Collected data
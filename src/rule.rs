use crate::chain::Chain;
use crate::error::BuilderError;
use crate::expr::ExpressionList;
use crate::nlmsg::NfNetlinkObject;
use crate::sys::{
    NFTA_RULE_CHAIN, NFTA_RULE_EXPRESSIONS, NFTA_RULE_TABLE, NFT_MSG_DELRULE, NFT_MSG_NEWRULE,
    NLM_F_APPEND, NLM_F_CREATE,
};
use crate::{create_wrapper_type, ProtocolFamily};

create_wrapper_type!(
    /// A nftables firewall rule.
    object : Rule,
    [
        (get_table, set_table, with_table, NFTA_RULE_TABLE, table, String),
        (get_chain, set_chain, with_chain, NFTA_RULE_CHAIN, chain, String),
        (get_expressions, set_expressions, with_expressions, NFTA_RULE_EXPRESSIONS, expressions, ExpressionList),
    ]
);

impl Rule {
    /// Creates a new rule object in the given [`Chain`].
    pub fn new(chain: &Chain) -> Result<Rule, BuilderError> {
        let table = chain.get_table().ok_or(BuilderError::MissingChainInformation)?;
        let name = chain.get_name().ok_or(BuilderError::MissingChainInformation)?;
        Ok(Rule::default()
            .with_family(chain.get_family())
            .with_table(table.as_str())
            .with_chain(name.as_str()))
    }
}

impl NfNetlinkObject for Rule {
    const MSG_TYPE_ADD: u16 = NFT_MSG_NEWRULE;
    const MSG_TYPE_DEL: u16 = NFT_MSG_DELRULE;

    fn get_family(&self) -> ProtocolFamily {
        self.family
    }

    // append at the end of the chain, instead of the beginning
    fn get_add_flags(&self) -> u16 {
        NLM_F_CREATE | NLM_F_APPEND
    }
}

Exercise: Exactly as they appear above, return all of the records.

Exercise result:
filename src/rule.rs
use crate::chain::Chain;
use crate::error::BuilderError;
use crate::expr::ExpressionList;
use crate::nlmsg::NfNetlinkObject;
use crate::sys::{
    NFTA_RULE_CHAIN, NFTA_RULE_EXPRESSIONS, NFTA_RULE_TABLE, NFT_MSG_DELRULE, NFT_MSG_NEWRULE,
    NLM_F_APPEND, NLM_F_CREATE,
};
use crate::{create_wrapper_type, ProtocolFamily};

create_wrapper_type!(
    /// A nftables firewall rule.
    object : Rule,
    [
        (get_table, set_table, with_table, NFTA_RULE_TABLE, table, String),
        (get_chain, set_chain, with_chain, NFTA_RULE_CHAIN, chain, String),
        (get_expressions, set_expressions, with_expressions, NFTA_RULE_EXPRESSIONS, expressions, ExpressionList),
    ]
);

impl Rule {
    /// Creates a new rule object in the given [`Chain`].
    pub fn new(chain: &Chain) -> Result<Rule, BuilderError> {
        let table = chain.get_table().ok_or(BuilderError::MissingChainInformation)?;
        let name = chain.get_name().ok_or(BuilderError::MissingChainInformation)?;
        Ok(Rule::default()
            .with_family(chain.get_family())
            .with_table(table.as_str())
            .with_chain(name.as_str()))
    }
}

impl NfNetlinkObject for Rule {
    const MSG_TYPE_ADD: u16 = NFT_MSG_NEWRULE;
    const MSG_TYPE_DEL: u16 = NFT_MSG_DELRULE;

    fn get_family(&self) -> ProtocolFamily {
        self.family
    }

    // append at the end of the chain, instead of the beginning
    fn get_add_flags(&self) -> u16 {
        NLM_F_CREATE | NLM_F_APPEND
    }
}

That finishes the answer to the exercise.